Filipi-Soares commented 9 months ago

@zedomel this model in RDF is much more expressive, I like it a lot. The direction of the interaction is given in the set of attributes of each occurrence by RO properties, just make sense!

jhpoelen commented 9 months ago

Nice! Please also compare with the model recently used by @tkuhn in https://github.com/globalbioticinteractions/globalbioticinteractions/issues/923#issuecomment-1829848372 .

Would be nice to at least have a conversation around this, especially as this may build a bridge to publishers like Pensoft @lyubomirpenev and IOS Press via https://knowledgepixels.com

Filipi-Soares commented 9 months ago

@jhpoelen @zedomel I was wondering if we should do a test on this whole data transformation process with one dataset... We could take Carvalheiro dataset, @jhpoelen could generate all the necessary hashes, and I can use RDF Lib or OpenRefine to generate the RDF file based on this model @zedomel presented. What do you think?

jhpoelen commented 9 months ago

@Filipi-Soares I much like to idea of experimenting with packaging of original data, their derived data products, and a description of how they are connected.

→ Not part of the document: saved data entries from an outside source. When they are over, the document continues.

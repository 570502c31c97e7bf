//! HTTP client for the host platform API
//!
//! One client serves the catalog, learning platform and identity lookups.
//! Request failures are mapped onto `ProviderError` so callers can decide
//! whether to tolerate them.

use std::time::Duration;
use async_trait::async_trait;
use reqwest::{Client, RequestBuilder, Response, StatusCode};
use rust_decimal::Decimal;
use serde::{Deserialize, Serialize};
use tracing::debug;
use url::Url;
use crate::config::HostConfig;
use crate::models::{CourseRef, CourseSummary, ProductRef, UserSummary};
use crate::services::providers::{CatalogProvider, CourseEnrollmentProvider, IdentityProvider};
use crate::utils::errors::{GroupBillingError, ProviderError, ProviderResult, Result};
use crate::utils::helpers::parse_course_binding;

#[derive(Debug, Deserialize)]
struct PriceResponse {
    price: Decimal,
}

#[derive(Debug, Deserialize)]
struct ProductResponse {
    product_id: i64,
    variation_id: Option<i64>,
    #[serde(default = "default_true")]
    purchasable: bool,
}

#[derive(Debug, Deserialize)]
struct BindingsResponse {
    #[serde(default)]
    bindings: Vec<String>,
}

#[derive(Debug, Deserialize)]
struct UserRolesResponse {
    #[serde(default)]
    roles: Vec<String>,
    #[serde(default)]
    can_manage_groups: bool,
}

#[derive(Debug, Serialize)]
struct CourseAccessRequest {
    user_id: i64,
    course_id: i64,
    version: i32,
}

fn default_true() -> bool {
    true
}

/// Client for the host platform REST API
#[derive(Debug, Clone)]
pub struct HostApiClient {
    client: Client,
    base_url: Url,
    api_key: Option<String>,
    default_course_version: i32,
}

impl HostApiClient {
    /// Create a new client from host settings
    pub fn new(config: &HostConfig, default_course_version: i32) -> Result<Self> {
        let client = Client::builder()
            .timeout(Duration::from_secs(config.timeout_seconds))
            .user_agent(concat!("group-billing/", env!("CARGO_PKG_VERSION")))
            .build()
            .map_err(GroupBillingError::Http)?;

        // `Url::join` replaces the last segment unless the base ends with a slash
        let mut base_url = Url::parse(&config.api_url)?;
        if !base_url.path().ends_with('/') {
            let path = format!("{}/", base_url.path());
            base_url.set_path(&path);
        }

        Ok(Self {
            client,
            base_url,
            api_key: config.api_key.clone(),
            default_course_version,
        })
    }

    fn endpoint(&self, path: &str) -> ProviderResult<Url> {
        self.base_url
            .join(path)
            .map_err(|e| ProviderError::RequestFailed(format!("Invalid endpoint {}: {}", path, e)))
    }

    fn authorize(&self, request: RequestBuilder) -> RequestBuilder {
        match &self.api_key {
            Some(key) => request.bearer_auth(key),
            None => request,
        }
    }

    async fn send(&self, request: RequestBuilder) -> ProviderResult<Response> {
        self.authorize(request)
            .send()
            .await
            .map_err(|e| {
                if e.is_timeout() {
                    ProviderError::Timeout
                } else if e.is_connect() {
                    ProviderError::ServiceUnavailable
                } else {
                    ProviderError::RequestFailed(e.to_string())
                }
            })
    }

    /// GET a JSON document; `None` on 404
    async fn get_optional<T: for<'de> Deserialize<'de>>(&self, path: &str, query: &[(&str, String)]) -> ProviderResult<Option<T>> {
        let url = self.endpoint(path)?;
        debug!(url = %url, "Making host API request");

        let response = self.send(self.client.get(url).query(query)).await?;
        if response.status() == StatusCode::NOT_FOUND {
            return Ok(None);
        }
        let response = Self::ensure_success(response).await?;

        response
            .json::<T>()
            .await
            .map(Some)
            .map_err(|e| ProviderError::InvalidResponse(e.to_string()))
    }

    async fn get_required<T: for<'de> Deserialize<'de>>(&self, path: &str, query: &[(&str, String)]) -> ProviderResult<T> {
        self.get_optional(path, query)
            .await?
            .ok_or_else(|| ProviderError::InvalidResponse(format!("{} returned 404", path)))
    }

    async fn post_course_access(&self, path: &str, user_id: i64, course: CourseRef) -> ProviderResult<Response> {
        let url = self.endpoint(path)?;
        debug!(url = %url, user_id = user_id, course_id = course.course_id, "Making host API request");

        let body = CourseAccessRequest {
            user_id,
            course_id: course.course_id,
            version: course.version,
        };
        self.send(self.client.post(url).json(&body)).await
    }

    async fn ensure_success(response: Response) -> ProviderResult<Response> {
        if response.status().is_success() {
            return Ok(response);
        }

        let status = response.status();
        if status == StatusCode::SERVICE_UNAVAILABLE {
            return Err(ProviderError::ServiceUnavailable);
        }
        let error_text = response.text().await.unwrap_or_default();
        Err(ProviderError::RequestFailed(format!("HTTP {}: {}", status, error_text)))
    }
}

#[async_trait]
impl CatalogProvider for HostApiClient {
    async fn price_of(&self, course_id: i64) -> ProviderResult<Decimal> {
        let price = self
            .get_optional::<PriceResponse>(&format!("courses/{}/price", course_id), &[])
            .await?
            .map(|response| response.price)
            .unwrap_or(Decimal::ZERO);

        Ok(price.max(Decimal::ZERO))
    }

    async fn purchasable_product_for(&self, course_id: i64) -> ProviderResult<Option<ProductRef>> {
        let product = self
            .get_optional::<ProductResponse>(&format!("courses/{}/product", course_id), &[])
            .await?;

        Ok(product
            .filter(|p| p.purchasable)
            .map(|p| ProductRef {
                product_id: p.product_id,
                variation_id: p.variation_id,
            }))
    }

    async fn course_for_product(&self, product: ProductRef) -> ProviderResult<Option<CourseRef>> {
        let bindings = self
            .get_optional::<BindingsResponse>(&format!("products/{}/courses", product.effective_id()), &[])
            .await?;

        Ok(bindings.and_then(|b| {
            b.bindings
                .iter()
                .find_map(|binding| parse_course_binding(binding, self.default_course_version))
                .map(|(course_id, version)| CourseRef { course_id, version })
        }))
    }

    async fn search_courses(&self, term: &str, limit: usize) -> ProviderResult<Vec<CourseSummary>> {
        self.get_required(
            "courses",
            &[("search", term.to_string()), ("limit", limit.to_string())],
        )
        .await
    }
}

#[async_trait]
impl CourseEnrollmentProvider for HostApiClient {
    async fn enroll_user(&self, user_id: i64, course: CourseRef) -> ProviderResult<()> {
        let response = self.post_course_access("lms/enrollments", user_id, course).await?;
        Self::ensure_success(response).await?;
        Ok(())
    }

    async fn unenroll_user(&self, user_id: i64, course: CourseRef) -> ProviderResult<()> {
        let response = self.post_course_access("lms/unenrollments", user_id, course).await?;
        match response.status() {
            StatusCode::NOT_FOUND | StatusCode::METHOD_NOT_ALLOWED | StatusCode::NOT_IMPLEMENTED => {
                Err(ProviderError::Unsupported("unenroll".to_string()))
            }
            _ => Self::ensure_success(response).await.map(|_| ()),
        }
    }

    async fn reset_progress(&self, user_id: i64, course: CourseRef) -> ProviderResult<()> {
        let response = self.post_course_access("lms/progress-resets", user_id, course).await?;
        Self::ensure_success(response).await?;
        Ok(())
    }
}

#[async_trait]
impl IdentityProvider for HostApiClient {
    async fn roles_of(&self, user_id: i64) -> ProviderResult<Vec<String>> {
        let roles = self
            .get_optional::<UserRolesResponse>(&format!("users/{}/roles", user_id), &[])
            .await?;
        Ok(roles.map(|r| r.roles).unwrap_or_default())
    }

    async fn has_group_manager_flag(&self, user_id: i64) -> ProviderResult<bool> {
        let roles = self
            .get_optional::<UserRolesResponse>(&format!("users/{}/roles", user_id), &[])
            .await?;
        Ok(roles.map(|r| r.can_manage_groups).unwrap_or(false))
    }

    async fn search_users(&self, term: &str, limit: usize) -> ProviderResult<Vec<UserSummary>> {
        self.get_required(
            "users",
            &[("search", term.to_string()), ("limit", limit.to_string())],
        )
        .await
    }
}
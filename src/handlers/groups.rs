//! Group and membership handlers

use tracing::{debug, info};
use crate::models::group::{Group, GroupMember, MemberStatus};
use crate::services::ServiceFactory;
use crate::utils::errors::{GroupBillingError, Result};
use super::{require_group_admin, require_ids, verify_request, ActionResponse, RequestContext, PERMISSION_DENIED};

/// Create a group administered by the caller
pub async fn handle_create_group(services: &ServiceFactory, ctx: &RequestContext, name: &str) -> ActionResponse<Group> {
    let result = create_group(services, ctx, name).await;
    ActionResponse::from_result(result, "Group created successfully.")
}

async fn create_group(services: &ServiceFactory, ctx: &RequestContext, name: &str) -> Result<Group> {
    if ctx.user_id.is_none() {
        // Let the registry report the missing session with its own message
        return services.group_service.create_group(name, None).await;
    }
    let user_id = verify_request(services, ctx)?;

    if !services.authorization.can_manage_group(user_id).await {
        return Err(GroupBillingError::PermissionDenied(PERMISSION_DENIED.to_string()));
    }

    let group = services.group_service.create_group(name, Some(user_id)).await?;
    info!(group_id = group.id, user_id = user_id, "Group created via handler");
    Ok(group)
}

/// Add a user to a group the caller administers
pub async fn handle_add_member(services: &ServiceFactory, ctx: &RequestContext, group_id: i64, user_id: i64) -> ActionResponse<GroupMember> {
    let result = async {
        let admin_id = verify_request(services, ctx)?;
        require_ids(&[group_id, user_id])?;
        require_group_admin(services, group_id, admin_id).await?;
        services.group_service.add_member(group_id, user_id, admin_id).await
    }
    .await;

    ActionResponse::from_result(result, "Member added successfully.")
}

/// Remove a user from a group the caller administers
pub async fn handle_remove_member(services: &ServiceFactory, ctx: &RequestContext, group_id: i64, user_id: i64) -> ActionResponse<()> {
    let result = async {
        let admin_id = verify_request(services, ctx)?;
        require_ids(&[group_id, user_id])?;
        require_group_admin(services, group_id, admin_id).await?;
        debug!(group_id = group_id, user_id = user_id, admin_id = admin_id, "Removing member via handler");
        services.group_service.remove_member(group_id, user_id).await
    }
    .await;

    ActionResponse::from_result(result, "Member removed successfully.")
}

/// Active members of a group the caller administers
pub async fn handle_list_members(services: &ServiceFactory, ctx: &RequestContext, group_id: i64) -> ActionResponse<Vec<GroupMember>> {
    let result = async {
        let admin_id = verify_request(services, ctx)?;
        require_ids(&[group_id])?;
        require_group_admin(services, group_id, admin_id).await?;
        services.group_service.list_members(group_id, Some(MemberStatus::Active)).await
    }
    .await;

    ActionResponse::from_result(result, "")
}

/// Groups the caller administers
pub async fn handle_my_groups(services: &ServiceFactory, ctx: &RequestContext) -> ActionResponse<Vec<Group>> {
    let result = async {
        let user_id = verify_request(services, ctx)?;
        services.group_service.list_groups_administered_by(user_id).await
    }
    .await;

    ActionResponse::from_result(result, "")
}
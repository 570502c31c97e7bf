//! Enrollment handlers

use rust_decimal::Decimal;
use serde::Deserialize;
use tracing::info;
use crate::models::enrollment::{Enrollment, EnrollmentOutcome, UnenrollTarget};
use crate::models::invoice::Invoice;
use crate::services::ServiceFactory;
use crate::utils::errors::{GroupBillingError, Result};
use super::{require_group_admin, require_ids, verify_request, ActionResponse, RequestContext, INVALID_PARAMETERS};

#[derive(Debug, Clone, Deserialize)]
pub struct EnrollParams {
    pub group_id: i64,
    pub user_id: i64,
    pub course_id: i64,
    /// Defaults to the configured course version
    pub course_version: Option<i32>,
}

#[derive(Debug, Clone, Deserialize)]
pub struct UnenrollParams {
    pub group_id: i64,
    pub user_id: i64,
    pub course_id: i64,
    pub enrollment_id: Option<i64>,
}

/// Enroll a member of a group the caller administers
pub async fn handle_enroll(services: &ServiceFactory, ctx: &RequestContext, params: EnrollParams) -> ActionResponse<Enrollment> {
    match enroll(services, ctx, &params).await {
        Ok(EnrollmentOutcome { enrollment, provider_warning: Some(warning) }) => {
            ActionResponse::ok(format!("User enrolled successfully. {}", warning), enrollment)
        }
        Ok(EnrollmentOutcome { enrollment, provider_warning: None }) => {
            ActionResponse::ok("User enrolled successfully.", enrollment)
        }
        Err(e) => ActionResponse::from_error(&e),
    }
}

async fn enroll(services: &ServiceFactory, ctx: &RequestContext, params: &EnrollParams) -> Result<EnrollmentOutcome> {
    let admin_id = verify_request(services, ctx)?;
    require_ids(&[params.group_id, params.user_id, params.course_id])?;
    let course_version = params
        .course_version
        .unwrap_or(services.settings.enrollment.default_course_version);

    require_group_admin(services, params.group_id, admin_id).await?;

    if !services.group_service.is_active_member(params.group_id, params.user_id).await? {
        return Err(GroupBillingError::InvalidInput("User is not a member of this group.".to_string()));
    }

    services
        .enrollment_service
        .enroll(params.group_id, params.user_id, params.course_id, course_version, admin_id)
        .await
}

/// Cancel an enrollment in a group the caller administers
pub async fn handle_unenroll(services: &ServiceFactory, ctx: &RequestContext, params: UnenrollParams) -> ActionResponse<bool> {
    let result = async {
        let admin_id = verify_request(services, ctx)?;
        require_ids(&[params.group_id])?;
        require_group_admin(services, params.group_id, admin_id).await?;

        let target = match params.enrollment_id {
            Some(enrollment_id) if enrollment_id > 0 => UnenrollTarget::ById(enrollment_id),
            _ => {
                require_ids(&[params.user_id, params.course_id])?;
                UnenrollTarget::Latest {
                    user_id: params.user_id,
                    course_id: params.course_id,
                }
            }
        };

        let cancelled = services.enrollment_service.unenroll(params.group_id, target).await?;
        if !cancelled {
            return Err(GroupBillingError::InvalidInput("No active enrollment found.".to_string()));
        }
        info!(group_id = params.group_id, admin_id = admin_id, "Enrollment cancelled via handler");
        Ok::<bool, GroupBillingError>(cancelled)
    }
    .await;

    ActionResponse::from_result(result, "User unenrolled successfully.")
}

/// Record a reporting fee against an enrollment of a group the caller administers
pub async fn handle_record_fee(
    services: &ServiceFactory,
    ctx: &RequestContext,
    enrollment_id: i64,
    amount: &str,
    label: &str,
) -> ActionResponse<bool> {
    let result = async {
        let admin_id = verify_request(services, ctx)?;
        require_ids(&[enrollment_id])?;
        let amount: Decimal = amount
            .trim()
            .parse()
            .map_err(|_| GroupBillingError::InvalidInput(INVALID_PARAMETERS.to_string()))?;

        let enrollment = services
            .enrollment_service
            .get_enrollment(enrollment_id)
            .await?
            .ok_or(GroupBillingError::EnrollmentNotFound { enrollment_id })?;
        require_group_admin(services, enrollment.group_id, admin_id).await?;

        services.enrollment_service.record_fee(enrollment_id, amount, label).await
    }
    .await;

    ActionResponse::from_result(result, "Fee recorded.")
}

/// Every enrollment of a group the caller administers, newest first
pub async fn handle_group_enrollments(services: &ServiceFactory, ctx: &RequestContext, group_id: i64) -> ActionResponse<Vec<Enrollment>> {
    let result = async {
        let admin_id = verify_request(services, ctx)?;
        require_ids(&[group_id])?;
        require_group_admin(services, group_id, admin_id).await?;
        services.enrollment_service.get_group_enrollments(group_id, None).await
    }
    .await;

    ActionResponse::from_result(result, "")
}

/// Invoices of a group the caller administers, newest first
pub async fn handle_group_invoices(services: &ServiceFactory, ctx: &RequestContext, group_id: i64) -> ActionResponse<Vec<Invoice>> {
    let result = async {
        let admin_id = verify_request(services, ctx)?;
        require_ids(&[group_id])?;
        require_group_admin(services, group_id, admin_id).await?;
        services.invoice_service.list_invoices(group_id).await
    }
    .await;

    ActionResponse::from_result(result, "")
}
//! Utility modules
//!
//! This module contains common utilities used throughout the application,
//! including error handling, logging setup, and helper functions.

pub mod errors;
pub mod logging;
pub mod helpers;

pub use errors::{GroupBillingError, ProviderError, Result};
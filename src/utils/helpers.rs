//! Helper functions and utilities
//!
//! This module contains common helper functions used throughout the application.

use rust_decimal::Decimal;

/// Format an amount with two decimal places and a currency sign
pub fn format_money(amount: Decimal) -> String {
    format!("${:.2}", amount.round_dp(2))
}

/// Sum a list of prices, rounded to cents
pub fn sum_prices<I>(prices: I) -> Decimal
where
    I: IntoIterator<Item = Decimal>,
{
    prices.into_iter().fold(Decimal::ZERO, |acc, p| acc + p).round_dp(2)
}

/// Normalize free text coming from a form field.
///
/// Strips control characters, collapses internal whitespace and trims.
pub fn sanitize_text(input: &str) -> String {
    input
        .chars()
        .map(|c| if c.is_control() { ' ' } else { c })
        .collect::<String>()
        .split_whitespace()
        .collect::<Vec<_>>()
        .join(" ")
}

/// Parse a product-to-course binding of the form `"<course_id>:<version>"`.
///
/// The version part is optional; `default_version` is used when it is
/// missing or not a positive integer.
pub fn parse_course_binding(binding: &str, default_version: i32) -> Option<(i64, i32)> {
    let mut parts = binding.trim().splitn(2, ':');
    let course_id = parts.next()?.trim().parse::<i64>().ok().filter(|id| *id > 0)?;
    let version = parts
        .next()
        .and_then(|v| v.trim().parse::<i32>().ok())
        .filter(|v| *v > 0)
        .unwrap_or(default_version);

    Some((course_id, version))
}

/// Truncate text to a maximum number of characters with ellipsis
pub fn truncate_text(text: &str, max_chars: usize) -> String {
    if text.chars().count() <= max_chars {
        text.to_string()
    } else {
        let kept: String = text.chars().take(max_chars.saturating_sub(3)).collect();
        format!("{}...", kept)
    }
}

#[cfg(test)]
mod tests {
    use super::*;
    use rust_decimal_macros::dec;

    #[test]
    fn test_parse_course_binding() {
        assert_eq!(parse_course_binding("42:3", 1), Some((42, 3)));
        assert_eq!(parse_course_binding("42", 1), Some((42, 1)));
        assert_eq!(parse_course_binding(" 42 : 2 ", 1), Some((42, 2)));
        assert_eq!(parse_course_binding("42:abc", 1), Some((42, 1)));
        assert_eq!(parse_course_binding("42:0", 5), Some((42, 5)));
        assert_eq!(parse_course_binding("abc:2", 1), None);
        assert_eq!(parse_course_binding("", 1), None);
        assert_eq!(parse_course_binding("-3:1", 1), None);
    }

    #[test]
    fn test_sanitize_text() {
        assert_eq!(sanitize_text("  Acme   Corp \n"), "Acme Corp");
        assert_eq!(sanitize_text("a\tb\u{0007}c"), "a b c");
        assert_eq!(sanitize_text("   "), "");
    }

    #[test]
    fn test_sum_prices_and_format() {
        let total = sum_prices(vec![dec!(100.00), dec!(50.00), dec!(0.005)]);
        assert_eq!(total, dec!(150.00));
        assert_eq!(format_money(dec!(75)), "$75.00");
        assert_eq!(format_money(dec!(12.345)), "$12.34");
        assert_eq!(sum_prices(Vec::<Decimal>::new()), Decimal::ZERO);
    }

    #[test]
    fn test_truncate_text() {
        assert_eq!(truncate_text("short", 10), "short");
        assert_eq!(truncate_text("a very long course title", 10), "a very ...");
    }
}
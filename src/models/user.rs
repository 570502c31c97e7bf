//! User and course directory entries returned by the host platform

use serde::{Deserialize, Serialize};

/// A user as listed by the identity provider's directory search
#[derive(Debug, Clone, PartialEq, Eq, Serialize, Deserialize)]
pub struct UserSummary {
    pub id: i64,
    pub display_name: String,
    pub email: String,
}

/// A published course as listed by the catalog search
#[derive(Debug, Clone, PartialEq, Eq, Serialize, Deserialize)]
pub struct CourseSummary {
    pub id: i64,
    pub title: String,
}

/// Option shown in a search picker
#[derive(Debug, Clone, PartialEq, Eq, Serialize, Deserialize)]
pub struct SearchResult {
    pub id: i64,
    pub text: String,
}

impl From<UserSummary> for SearchResult {
    fn from(user: UserSummary) -> Self {
        Self {
            id: user.id,
            text: format!("{} ({})", user.display_name, user.email),
        }
    }
}

impl From<CourseSummary> for SearchResult {
    fn from(course: CourseSummary) -> Self {
        Self {
            id: course.id,
            text: course.title,
        }
    }
}
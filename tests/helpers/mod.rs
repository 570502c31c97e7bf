//! Test helpers module
//!
//! This module provides utilities and helpers for testing group billing:
//! a PostgreSQL test database, in-memory host platform collaborators and a
//! unified test context.

#![allow(dead_code)]

pub mod database_helper;
pub mod fakes;
pub mod test_context;

pub use database_helper::*;
pub use fakes::*;
pub use test_context::*;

Can you please be more specific about your idea? What are the workflow steps you have in mind? What would the derived products look like? How'd you cite the data package?

Thanks for being patient with me as I am trying to understand your idea.

Filipi-Soares commented 9 months ago

Hey @jhpoelen :) It is me who should be thanking you for your patience, I have difficulties writing down my ideas :flushed: So, regarding the Data package citation, I think we should add a property (metadata_id) in this model Salim presented to connect the data to its metadata record. We should include the data citation in the metadata, what do you think? IDK if it works, but we can talk more about it.

About the workflow, my initial thought was to take the datasets, upload them to Globi, generate the hashes for the animal occurrence, plant occurrence, event, and any other data points that need an ID; and then, back to the spreadsheet, add these hashes as the IDs for these things. With everything filled out, I can convert these sheets to RDF. Anyway, I don't know if it is possible to implement this, so maybe we can talk more about it at our meeting on Monday?